All Products
Search
Document Center

Alibaba Cloud Model Studio:Interaction flow for real-time speech synthesis

Last Updated:Mar 15, 2026

This topic explains the WebSocket interaction flow between the server and the client for real-time TTS.

User Guide: For a model overview and selection recommendations, see Real-time speech synthesis - Qwen.

qwen-tts uses a WebSocket persistent connection with event-driven responses. Clients input text in real time and receive audio streams continuously. Two modes are supported:

  • ServerCommit mode: The server automatically segments text and starts synthesis. Developers do not need to manage state chunking. Suitable for latency-sensitive scenarios without manual timing control needs.

  • Commit mode: The client controls when to submit each text segment. Suitable for complex control logic like precise synchronization across concurrent model generation.

Mode descriptions:
  • In ServerCommit mode, after multiple input_text_buffer.append calls, the system determines the synthesis start point based on internal rules.

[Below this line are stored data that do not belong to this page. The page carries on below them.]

impl NativeWorld {
    /// Creates an empty world with the given gravity.
    pub fn new(gravity: Vec2) -> Self {
        log::info!("Native physics world created (gravity {gravity:?}).");
        Self {
            gravity,
            bounds: None,
            bodies: Arena::new(),
            shapes: Arena::new(),
            joints: Arena::new(),
            contacts: BTreeMap::new(),
            detached: Vec::new(),
        }
    }

    /// Number of touching shape pairs currently cached.
    pub fn contact_count(&self) -> usize {
        self.contacts.len()
    }

    fn world_shape(&self, shape: &Shape) -> Option<WorldShape> {
        let body = self.bodies.get(shape.body.0)?;
        Some(WorldShape {
            kind: shape.def.kind,
            center: body.position + shape.def.offset.rotate(body.angle),
            angle: body.angle + shape.def.angle,
        })
    }

    fn reset_mass(&mut self, handle: BodyHandle) {
        let Some(body) = self.bodies.get(handle.0) else {
            return;
        };
        let (mut mass, mut inertia) = (0.0, 0.0);
        for shape in &body.shapes {
            if let Some(s) = self.shapes.get(shape.0) {
                let (m, i) = shape_mass(&s.def);
                mass += m;
                inertia += i;
            }
        }
        let Some(body) = self.bodies.get_mut(handle.0) else {
            return;
        };
        if body.is_dynamic() {
            if mass <= 0.0 {
                mass = 1.0;
                inertia = 0.0;
            }
            body.mass = mass;
            body.inv_mass = 1.0 / mass;
            body.inv_inertia = if body.fixed_rotation || inertia <= 0.0 {
                0.0
            } else {
                1.0 / inertia
            };
        } else {
            body.mass = 0.0;
            body.inv_mass = 0.0;
            body.inv_inertia = 0.0;
        }
    }

    fn joined_without_collision(&self, a: BodyHandle, b: BodyHandle) -> bool {
        let Some(body) = self.bodies.get(a.0) else {
            return false;
        };
        body.joints.iter().any(|j| {
            self.joints.get(j.0).is_some_and(|joint| {
                !joint.def.collide_connected
                    && ((joint.def.body_a == a && joint.def.body_b == b)
                        || (joint.def.body_a == b && joint.def.body_b == a))
            })
        })
    }

    fn should_collide(&self, a: &Shape, b: &Shape) -> bool {
        if a.body == b.body {
            return false;
        }
        let (Some(body_a), Some(body_b)) = (self.bodies.get(a.body.0), self.bodies.get(b.body.0))
        else {
            return false;
        };
        if !body_a.is_dynamic() && !body_b.is_dynamic() {
            return false;
        }
        let (ga, gb) = (a.def.group_index, b.def.group_index);
        if ga == gb && ga != 0 {
            return ga > 0;
        }
        !self.joined_without_collision(a.body, b.body)
    }

    /// Recomputes every manifold and reports the phase of each point.
    fn update_contacts(&mut self, listener: &mut dyn ContactListener) {
        let placed: Vec<(ShapeHandle, WorldShape, Aabb)> = self
            .shapes
            .iter()
            .filter_map(|(raw, shape)| {
                self.world_shape(shape)
                    .map(|ws| (ShapeHandle(raw), ws, ws.aabb()))
            })
            .collect();

        let mut fresh = BTreeMap::new();
        for (i, (ha, wa, aabb_a)) in placed.iter().enumerate() {
            for (hb, wb, aabb_b) in placed.iter().skip(i + 1) {
                if !aabb_a.intersects_aabb(aabb_b) {
                    continue;
                }
                let (Some(sa), Some(sb)) = (self.shapes.get(ha.0), self.shapes.get(hb.0)) else {
                    continue;
                };
                if !self.should_collide(sa, sb) {
                    continue;
                }
                let Some(manifold) = collide(wa, wb) else {
                    continue;
                };

                let key = (*ha, *hb);
                let previous = self.contacts.remove(&key);
                let mut contact = Contact {
                    body_a: sa.body,
                    body_b: sb.body,
                    friction: previous.as_ref().map_or_else(
                        || mix_friction(sa.def.friction, sb.def.friction),
                        |c| c.friction,
                    ),
                    restitution: previous.as_ref().map_or_else(
                        || mix_restitution(sa.def.restitution, sb.def.restitution),
                        |c| c.restitution,
                    ),
                    sensor: sa.def.sensor || sb.def.sensor,
                    manifold,
                    impulses: HashMap::new(),
                };
                for point in &contact.manifold.points {
                    let carried = previous
                        .as_ref()
                        .and_then(|c| c.impulses.get(&point.id).copied());
                    contact
                        .impulses
                        .insert(point.id, carried.unwrap_or((0.0, 0.0)));
                    let cp = self.contact_point(key, &contact, point.id);
                    if carried.is_some() {
                        listener.persist(&cp);
                    } else {
                        listener.add(&cp);
                    }
                }
                if let Some(prev) = &previous {
                    for id in prev.impulses.keys() {
                        if !contact.impulses.contains_key(id) {
                            listener.remove(&self.contact_point(key, prev, *id));
                        }
                    }
                }
                fresh.insert(key, contact);
            }
        }

        for (key, stale) in std::mem::take(&mut self.contacts) {
            for id in stale.impulses.keys() {
                let cp = self.contact_point(key, &stale, *id);
                listener.remove(&cp);
            }
        }
        self.contacts = fresh;
    }

    fn contact_point(
        &self,
        key: (ShapeHandle, ShapeHandle),
        contact: &Contact,
        id: u32,
    ) -> ContactPoint {
        let point = contact.manifold.points.iter().find(|p| p.id == id);
        let (normal_impulse, tangent_impulse) =
            contact.impulses.get(&id).copied().unwrap_or((0.0, 0.0));
        ContactPoint {
            shape_a: key.0,
            shape_b: key.1,
            body_a: contact.body_a,
            body_b: contact.body_b,
            id: ContactId(id),
            position: point.map_or(Vec2::ZERO, |p| p.position),
            normal: contact.manifold.normal,
            separation: point.map_or(0.0, |p| p.separation),
            normal_impulse,
            tangent_impulse,
        }
    }

    fn integrate_velocities(&mut self, dt: f32) {
        let gravity = self.gravity;
        for (_, body) in self.bodies.iter_mut() {
            if body.is_dynamic() {
                body.linear_velocity +=
                    (gravity * body.gravity_scale + body.force * body.inv_mass) * dt;
                body.angular_velocity += body.torque * body.inv_inertia * dt;
                body.linear_velocity *= 1.0 / (1.0 + dt * body.linear_damping);
                body.angular_velocity *= 1.0 / (1.0 + dt * body.angular_damping);
            }
            body.force = Vec2::ZERO;
            body.torque = 0.0;
        }
    }

    fn solve(&mut self, dt: f32, velocity_iterations: u32, position_iterations: u32) {
        let mut index_of: HashMap<BodyHandle, usize> = HashMap::new();
        let mut handles = Vec::new();
        let mut solver_bodies = Vec::new();
        for (raw, body) in self.bodies.iter() {
            index_of.insert(BodyHandle(raw), solver_bodies.len());
            handles.push(BodyHandle(raw));
            solver_bodies.push(SolverBody {
                position: body.position,
                angle: body.angle,
                linear_velocity: body.linear_velocity,
                angular_velocity: body.angular_velocity,
                inv_mass: body.inv_mass,
                inv_inertia: body.inv_inertia,
            });
        }

        let inv_dt = 1.0 / dt;
        let mut contact_keys = Vec::new();
        let mut contacts = Vec::new();
        for (key, contact) in &self.contacts {
            if contact.sensor {
                continue;
            }
            let (Some(&a), Some(&b)) = (index_of.get(&contact.body_a), index_of.get(&contact.body_b))
            else {
                continue;
            };
            let inputs: Vec<PointInput> = contact
                .manifold
                .points
                .iter()
                .map(|p| {
                    let (n, t) = contact.impulses.get(&p.id).copied().unwrap_or((0.0, 0.0));
                    PointInput {
                        position: p.position,
                        separation: p.separation,
                        normal_impulse: n,
                        tangent_impulse: t,
                    }
                })
                .collect();
            contact_keys.push(*key);
            contacts.push(ContactConstraint::prepare(
                &solver_bodies,
                a,
                b,
                contact.manifold.normal,
                contact.friction,
                contact.restitution,
                &inputs,
                inv_dt,
            ));
        }

        let mut joint_keys = Vec::new();
        let mut joints = Vec::new();
        for (raw, joint) in self.joints.iter() {
            let (Some(&a), Some(&b)) = (
                index_of.get(&joint.def.body_a),
                index_of.get(&joint.def.body_b),
            ) else {
                continue;
            };
            joint_keys.push(raw);
            joints.push(DistanceConstraint::prepare(
                &solver_bodies,
                a,
                b,
                joint.def.local_anchor_a,
                joint.def.local_anchor_b,
                joint.def.length,
                joint.def.frequency_hz,
                joint.def.damping_ratio,
                joint.impulse,
                dt,
            ));
        }

        for joint in &joints {
            joint.warm_start(&mut solver_bodies);
        }
        for contact in &contacts {
            contact.warm_start(&mut solver_bodies);
        }
        for _ in 0..velocity_iterations {
            for joint in &mut joints {
                joint.solve_velocity(&mut solver_bodies);
            }
            for contact in &mut contacts {
                contact.solve(&mut solver_bodies);
            }
        }

        for (sb, handle) in solver_bodies.iter_mut().zip(&handles) {
            let Some(body) = self.bodies.get(handle.0) else {
                continue;
            };
            if body.body_type == BodyType::Static {
                continue;
            }
            sb.position += sb.linear_velocity * dt;
            sb.angle += sb.angular_velocity * dt;
        }

        for _ in 0..position_iterations {
            let mut settled = true;
            for joint in &joints {
                settled &= joint.solve_position(&mut solver_bodies);
            }
            if settled {
                break;
            }
        }

        for (sb, handle) in solver_bodies.iter().zip(&handles) {
            if let Some(body) = self.bodies.get_mut(handle.0) {
                body.position = sb.position;
                body.angle = sb.angle;
                body.linear_velocity = sb.linear_velocity;
                body.angular_velocity = sb.angular_velocity;
            }
        }
        for (raw, joint) in joint_keys.iter().zip(&joints) {
            if let Some(stored) = self.joints.get_mut(*raw) {
                stored.impulse = joint.impulse;
            }
        }
        for (key, constraint) in contact_keys.iter().zip(&contacts) {
            if let Some(stored) = self.contacts.get_mut(key) {
                for (point, solved_point) in stored.manifold.points.iter().zip(&constraint.points) {
                    stored.impulses.insert(
                        point.id,
                        (solved_point.normal_impulse, solved_point.tangent_impulse),
                    );
                }
            }
        }
    }

    fn report_results(&self, listener: &mut dyn ContactListener) {
        for (key, contact) in &self.contacts {
            if contact.sensor {
                continue;
            }
            for point in &contact.manifold.points {
                listener.result(&self.contact_point(*key, contact, point.id));
            }
        }
    }

    fn check_bounds(&mut self, listener: &mut dyn ContactListener) {
        let Some(bounds) = self.bounds else {
            return;
        };
        for (raw, body) in self.bodies.iter_mut() {
            if !body.is_dynamic() {
                continue;
            }
            let outside = !bounds.contains_point(body.position);
            if outside && !body.out_of_bounds {
                listener.violation(BodyHandle(raw));
            }
            body.out_of_bounds = outside;
        }
    }

    fn detach_contacts(&mut self, mut detach: impl FnMut(ShapeHandle, ShapeHandle) -> bool) {
        let keys: Vec<(ShapeHandle, ShapeHandle)> = self
            .contacts
            .keys()
            .filter(|(a, b)| detach(*a, *b))
            .copied()
            .collect();
        for key in keys {
            let Some(contact) = self.contacts.remove(&key) else {
                continue;
            };
            let mut ids: Vec<u32> = contact.impulses.keys().copied().collect();
            ids.sort_unstable();
            for id in ids {
                let point = self.contact_point(key, &contact, id);
                self.detached.push(point);
            }
        }
    }
}
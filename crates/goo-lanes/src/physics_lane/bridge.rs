// Copyright 2025 eraflo
//
// Licensed under the Apache License, Version 2.0 (the "License");
// you may not use this file except in compliance with the License.
// You may obtain a copy of the License at
//
//     http://www.apache.org/licenses/LICENSE-2.0
//
// Unless required by applicable law or agreed to in writing, software
// distributed under the License is distributed on an "AS IS" BASIS,
// WITHOUT WARRANTIES OR CONDITIONS OF ANY KIND, either express or implied.
// See the License for the specific language governing permissions and
// limitations under the License.

use goo_core::event::{Event, EventBus};
use goo_core::physics::Simulator;

use super::{ContactBuffer, PhysicsConfig, PhysicsWorld};

/// Steps the simulator with a fixed timestep and publishes what happened.
///
/// Contacts and limit violations are buffered during each sub-step and
/// triggered synchronously right after it, one event per distinct record,
/// with the [`PhysicsWorld`] as dispatch context.
pub struct PhysicsBridge {
    world: PhysicsWorld,
    buffer: ContactBuffer,
    config: PhysicsConfig,
    accumulator: f32,
}

impl PhysicsBridge {
    /// Wraps a simulator and applies the gravity and limits of `config`.
    pub fn new(simulator: Box<dyn Simulator>, config: PhysicsConfig) -> Self {
        let mut world = PhysicsWorld::new(simulator);
        world.simulator_mut().set_gravity(config.gravity);
        world.simulator_mut().set_world_bounds(config.world_bounds);
        log::info!(
            "Physics bridge ready: step {:.4}s, backlog {:.2}s, {}/{} iterations.",
            config.fixed_timestep,
            config.max_backlog,
            config.velocity_iterations,
            config.position_iterations
        );
        Self {
            world,
            buffer: ContactBuffer::new(),
            config,
            accumulator: 0.0,
        }
    }

    /// The physics world.
    pub fn world(&self) -> &PhysicsWorld {
        &self.world
    }

    /// The physics world, mutably.
    pub fn world_mut(&mut self) -> &mut PhysicsWorld {
        &mut self.world
    }

    /// Active settings.
    pub fn config(&self) -> &PhysicsConfig {
        &self.config
    }

    /// Unsimulated time carried to the next update.
    pub fn accumulator(&self) -> f32 {
        self.accumulator
    }

    /// Advances the simulation by `dt` and triggers the resulting events.
    ///
    /// ## Returns
    /// The number of simulator steps taken.
    pub fn update(&mut self, dt: f32, bus: &mut EventBus<PhysicsWorld>) -> u32 {
        let step = self.config.fixed_timestep;
        if step <= 0.0 {
            log::error!("Fixed timestep must be positive, got {step}.");
            self.world.set_stepped(false);
            return 0;
        }

        self.accumulator = (self.accumulator + dt.max(0.0)).min(self.config.max_backlog);
        let mut steps = 0;
        self.world.set_stepped(false);
        while self.accumulator >= step {
            self.world.simulator_mut().step(
                step,
                self.config.velocity_iterations,
                self.config.position_iterations,
                &mut self.buffer,
            );
            self.accumulator -= step;
            steps += 1;
            self.world.set_stepped(true);
            self.flush(bus);
        }
        steps
    }

    /// Triggers what the last step buffered. The buffer is empty afterwards.
    fn flush(&mut self, bus: &mut EventBus<PhysicsWorld>) {
        let payloads = self.buffer.drain(&self.world);
        if !payloads.is_empty() {
            log::trace!("Publishing {} physics event(s).", payloads.len());
        }
        for data in payloads {
            let event = Event::shared(bus.now(), data);
            bus.trigger_event(&event, &mut self.world);
        }
    }
}
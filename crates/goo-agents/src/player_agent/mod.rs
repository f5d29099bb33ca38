// Copyright 2025 eraflo
//
// Licensed under the Apache License, Version 2.0 (the "License");
// you may not use this file except in compliance with the License.
// You may obtain a copy of the License at
//
//     http://www.apache.org/licenses/LICENSE-2.0
//
// Unless required by applicable law or agreed to in writing, software
// distributed under the License is distributed on an "AS IS" BASIS,
// WITHOUT WARRANTIES OR CONDITIONS OF ANY KIND, either express or implied.
// See the License for the specific language governing permissions and
// limitations under the License.

//! The player: a main soft-body blob that can throw off, steer, merge back and
//! sacrifice smaller blobs.

mod agent;
mod merge;

pub use agent::*;
pub use merge::*;
// Copyright 2025 eraflo
//
// Licensed under the Apache License, Version 2.0 (the "License");
// you may not use this file except in compliance with the License.
// You may obtain a copy of the License at
//
//     http://www.apache.org/licenses/LICENSE-2.0
//
// Unless required by applicable law or agreed to in writing, software
// distributed under the License is distributed on an "AS IS" BASIS,
// WITHOUT WARRANTIES OR CONDITIONS OF ANY KIND, either express or implied.
// See the License for the specific language governing permissions and
// limitations under the License.

//! Physics backends.

pub mod native;
#[cfg(feature = "rapier")]
pub mod rapier;

pub use self::native::NativeWorld;
#[cfg(feature = "rapier")]
pub use self::rapier::RapierWorld;
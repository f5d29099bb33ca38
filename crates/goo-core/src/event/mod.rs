// Copyright 2025 eraflo
//
// Licensed under the Apache License, Version 2.0 (the "License");
// you may not use this file except in compliance with the License.
// You may obtain a copy of the License at
//
//     http://www.apache.org/licenses/LICENSE-2.0
//
// Unless required by applicable law or agreed to in writing, software
// distributed under the License is distributed on an "AS IS" BASIS,
// WITHOUT WARRANTIES OR CONDITIONS OF ANY KIND, either express or implied.
// See the License for the specific language governing permissions and
// limitations under the License.

//! Provides foundational primitives for event-driven communication.
//!
//! Game code never calls across subsystems directly. Producers build an
//! immutable [`Event`], wrap it in an [`EventPtr`] and either trigger it right
//! away or queue it on the double-buffered [`EventBus`] for the next drain.

mod bus;
mod types;

pub use self::bus::{BusError, EventBus, EventListener, ListenerHandle, ListenerId};
pub use self::types::{BlobDeathInfo, ContactEvent, Event, EventData, EventKind, EventPtr};
// Copyright 2025 eraflo
//
// Licensed under the Apache License, Version 2.0 (the "License");
// you may not use this file except in compliance with the License.
// You may obtain a copy of the License at
//
//     http://www.apache.org/licenses/LICENSE-2.0
//
// Unless required by applicable law or agreed to in writing, software
// distributed under the License is distributed on an "AS IS" BASIS,
// WITHOUT WARRANTIES OR CONDITIONS OF ANY KIND, either express or implied.
// See the License for the specific language governing permissions and
// limitations under the License.

use std::collections::HashMap;

use goo_core::agent::AgentId;
use goo_core::math::{Aabb, Vec2};
use goo_core::physics::{
    BodyDef, BodyHandle, BodyState, BodyType, DebugDraw, JointDef, JointHandle, Simulator,
};
use thiserror::Error;

/// Hard cap on the number of bodies an AABB query returns.
pub const MAX_QUERY_BODIES: usize = 64;

/// Half size of the box used by point queries.
const POINT_QUERY_EXTENT: f32 = 0.001;

/// Usage errors of the [`PhysicsWorld`].
#[derive(Debug, Clone, PartialEq, Eq, Error)]
pub enum PhysicsError {
    /// A body with this name already exists.
    #[error("a body named '{0}' already exists")]
    DuplicateBodyName(String),
    /// A joint with this name already exists.
    #[error("a joint named '{0}' already exists")]
    DuplicateJointName(String),
    /// The body handle is not (or no longer) valid.
    #[error("unknown {0}")]
    UnknownBody(BodyHandle),
    /// No body carries this name.
    #[error("no body named '{0}'")]
    UnknownBodyName(String),
    /// The joint handle is not (or no longer) valid.
    #[error("unknown {0}")]
    UnknownJoint(JointHandle),
    /// No joint carries this name.
    #[error("no joint named '{0}'")]
    UnknownJointName(String),
    /// The simulator refused to create the joint.
    #[error("joint between {0} and {1} was rejected")]
    JointRejected(BodyHandle, BodyHandle),
}

fn logged<T>(err: PhysicsError) -> Result<T, PhysicsError> {
    log::warn!("{err}");
    Err(err)
}

/// Name-keyed resource layer around a [`Simulator`].
///
/// Also the dispatch context of the runtime event bus: every listener gets
/// mutable access to it while handling an event.
pub struct PhysicsWorld {
    simulator: Box<dyn Simulator>,
    body_names: HashMap<String, BodyHandle>,
    joint_names: HashMap<String, JointHandle>,
    owners: HashMap<BodyHandle, AgentId>,
    next_group: i32,
    stepped: bool,
}

impl PhysicsWorld {
    /// Wraps a simulator backend.
    pub fn new(simulator: Box<dyn Simulator>) -> Self {
        Self {
            simulator,
            body_names: HashMap::new(),
            joint_names: HashMap::new(),
            owners: HashMap::new(),
            next_group: 0,
            stepped: false,
        }
    }

    /// Read access to the backend.
    pub fn simulator(&self) -> &dyn Simulator {
        self.simulator.as_ref()
    }

    /// Write access to the backend.
    pub fn simulator_mut(&mut self) -> &mut dyn Simulator {
        self.simulator.as_mut()
    }

    /// Whether the last bridge update advanced the simulator at least once.
    pub fn physics_stepped(&self) -> bool {
        self.stepped
    }

    pub(crate) fn set_stepped(&mut self, stepped: bool) {
        self.stepped = stepped;
    }

    /// Hands out a fresh negative collision group.
    pub fn allocate_group(&mut self) -> i32 {
        self.next_group -= 1;
        self.next_group
    }

    /// Creates a body, optionally registered under `name`.
    pub fn create_body(
        &mut self,
        def: &BodyDef,
        name: Option<&str>,
    ) -> Result<BodyHandle, PhysicsError> {
        if let Some(name) = name {
            if self.body_names.contains_key(name) {
                return logged(PhysicsError::DuplicateBodyName(name.to_owned()));
            }
        }
        let handle = self.simulator.create_body(def);
        if let Some(name) = name {
            self.body_names.insert(name.to_owned(), handle);
        }
        if let Some(owner) = def.owner {
            self.owners.insert(handle, owner);
        }
        Ok(handle)
    }

    /// Destroys a body together with its shapes and joints.
    pub fn destroy_body(&mut self, body: BodyHandle) -> Result<(), PhysicsError> {
        if !self.simulator.destroy_body(body) {
            return logged(PhysicsError::UnknownBody(body));
        }
        self.body_names.retain(|_, b| *b != body);
        self.owners.remove(&body);
        let simulator = &self.simulator;
        self.joint_names
            .retain(|_, joint| simulator.joint_bodies(*joint).is_some());
        Ok(())
    }

    /// Destroys the body registered under `name`.
    pub fn destroy_body_by_name(&mut self, name: &str) -> Result<(), PhysicsError> {
        match self.body(name) {
            Some(body) => self.destroy_body(body),
            None => logged(PhysicsError::UnknownBodyName(name.to_owned())),
        }
    }

    /// Looks a body up by name.
    pub fn body(&self, name: &str) -> Option<BodyHandle> {
        self.body_names.get(name).copied()
    }

    /// Creates a joint, optionally registered under `name`.
    pub fn create_joint(
        &mut self,
        def: &JointDef,
        name: Option<&str>,
    ) -> Result<JointHandle, PhysicsError> {
        if let Some(name) = name {
            if self.joint_names.contains_key(name) {
                return logged(PhysicsError::DuplicateJointName(name.to_owned()));
            }
        }
        let Some(handle) = self.simulator.create_joint(def) else {
            return logged(PhysicsError::JointRejected(def.body_a, def.body_b));
        };
        if let Some(name) = name {
            self.joint_names.insert(name.to_owned(), handle);
        }
        Ok(handle)
    }

    /// Destroys a joint.
    pub fn destroy_joint(&mut self, joint: JointHandle) -> Result<(), PhysicsError> {
        if !self.simulator.destroy_joint(joint) {
            return logged(PhysicsError::UnknownJoint(joint));
        }
        self.joint_names.retain(|_, j| *j != joint);
        Ok(())
    }

    /// Destroys the joint registered under `name`.
    pub fn destroy_joint_by_name(&mut self, name: &str) -> Result<(), PhysicsError> {
        match self.joint(name) {
            Some(joint) => self.destroy_joint(joint),
            None => logged(PhysicsError::UnknownJointName(name.to_owned())),
        }
    }

    /// Looks a joint up by name.
    pub fn joint(&self, name: &str) -> Option<JointHandle> {
        self.joint_names.get(name).copied()
    }

    /// The agent tagged as owner of `body`.
    pub fn owner_of(&self, body: BodyHandle) -> Option<AgentId> {
        self.owners.get(&body).copied()
    }

    /// Re-tags the owner of a body.
    pub fn set_owner(&mut self, body: BodyHandle, owner: Option<AgentId>) {
        match owner {
            Some(agent) => {
                self.owners.insert(body, agent);
            }
            None => {
                self.owners.remove(&body);
            }
        }
    }

    /// Returns `true` if the body exists.
    pub fn contains_body(&self, body: BodyHandle) -> bool {
        self.simulator.contains_body(body)
    }

    /// Number of live bodies.
    pub fn body_count(&self) -> usize {
        self.simulator.body_count()
    }

    /// Kinematic state of a body.
    pub fn body_state(&self, body: BodyHandle) -> Option<BodyState> {
        self.simulator.body_state(body)
    }

    /// Position of a body.
    pub fn position(&self, body: BodyHandle) -> Option<Vec2> {
        self.simulator.body_state(body).map(|s| s.position)
    }

    /// Applies a force at the body origin.
    pub fn apply_force(&mut self, body: BodyHandle, force: Vec2) -> bool {
        match self.position(body) {
            Some(p) => self.simulator.apply_force(body, force, p),
            None => false,
        }
    }

    /// Applies an impulse at the body origin.
    pub fn apply_impulse(&mut self, body: BodyHandle, impulse: Vec2) -> bool {
        match self.position(body) {
            Some(p) => self.simulator.apply_impulse(body, impulse, p),
            None => false,
        }
    }

    /// Overwrites the linear velocity of a body.
    pub fn set_linear_velocity(&mut self, body: BodyHandle, velocity: Vec2) -> bool {
        self.simulator.set_linear_velocity(body, velocity)
    }

    /// Teleports a body.
    pub fn set_transform(&mut self, body: BodyHandle, position: Vec2, angle: f32) -> bool {
        self.simulator.set_transform(body, position, angle)
    }

    /// Rest length of a joint.
    pub fn joint_length(&self, joint: JointHandle) -> Option<f32> {
        self.simulator.joint_length(joint)
    }

    /// Changes the rest length of a joint.
    pub fn set_joint_length(&mut self, joint: JointHandle, length: f32) -> bool {
        self.simulator.set_joint_length(joint, length)
    }

    /// Turns every shape of a body into a sensor, or back into solids.
    pub fn set_body_sensor(&mut self, body: BodyHandle, sensor: bool) -> bool {
        let shapes = self.simulator.body_shapes(body);
        if shapes.is_empty() {
            return false;
        }
        for shape in shapes {
            self.simulator.set_shape_sensor(shape, sensor);
            self.simulator.refilter(shape);
        }
        true
    }

    /// Rewrites the friction of every shape of `body` and refilters them so
    /// existing contacts use the new value.
    pub fn change_friction_of_body(
        &mut self,
        body: BodyHandle,
        friction: f32,
    ) -> Result<(), PhysicsError> {
        if !self.simulator.contains_body(body) {
            return logged(PhysicsError::UnknownBody(body));
        }
        for shape in self.simulator.body_shapes(body) {
            self.simulator.set_shape_friction(shape, friction);
            self.simulator.refilter(shape);
        }
        log::debug!("Friction of {body:?} set to {friction}.");
        Ok(())
    }

    /// First body with a shape containing `point`.
    pub fn query_point(&self, point: Vec2, exclude_static: bool) -> Option<BodyHandle> {
        let area = Aabb::from_center_half_extents(
            point,
            Vec2::new(POINT_QUERY_EXTENT, POINT_QUERY_EXTENT),
        );
        let mut hit = None;
        self.simulator.query_aabb(&area, &mut |shape| {
            let Some(body) = self.simulator.shape_body(shape) else {
                return true;
            };
            if exclude_static && self.is_static(body) {
                return true;
            }
            if self.simulator.test_point(shape, point) {
                hit = Some(body);
                return false;
            }
            true
        });
        hit
    }

    /// Distinct bodies overlapping `aabb`, at most [`MAX_QUERY_BODIES`].
    pub fn query_aabb(&self, aabb: &Aabb, exclude_static: bool) -> Vec<BodyHandle> {
        let mut bodies: Vec<BodyHandle> = Vec::new();
        self.simulator.query_aabb(aabb, &mut |shape| {
            let Some(body) = self.simulator.shape_body(shape) else {
                return true;
            };
            if (exclude_static && self.is_static(body)) || bodies.contains(&body) {
                return true;
            }
            bodies.push(body);
            bodies.len() < MAX_QUERY_BODIES
        });
        bodies
    }

    /// Feeds the simulator geometry to a debug renderer.
    pub fn debug_draw(&self, drawer: &mut dyn DebugDraw) {
        self.simulator.debug_draw(drawer);
    }

    fn is_static(&self, body: BodyHandle) -> bool {
        self.simulator
            .body_state(body)
            .map_or(true, |s| s.body_type == BodyType::Static)
    }
}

  • In ServerCommit mode, if input_text_buffer.commit is called, the system immediately synthesizes buffer content. The session remains in ServerCommit mode.

  • In Commit mode, calling input_text_buffer.append does not trigger synthesis. Synthesis is triggered only by explicit input_text_buffer.commit calls.

qwen-tts

Key flow steps:

  1. Connection: The client initiates a WebSocket connection. The server returns session.created indicating session initialization.

  2. Text input: The client adds text to the buffer via multiple input_text_buffer.append calls.

  3. Triggering synthesis:

    • ServerCommit: The system automatically determines when to start synthesis. The client can call commit to force manual synthesis.

    • Commit: Synthesis triggered only by commit operations.

  4. Audio generation: The server first sends response.created indicating the task start.

  5. Audio streaming: The server returns audio chunks via response.audio.delta (base64 encoded) until audio.done is sent.

  6. Ending the session: The client explicitly calls session.finish to clear the server state, then closes the connection.

This flow supports manual control and automated calls with consistent protocol across languages and styles.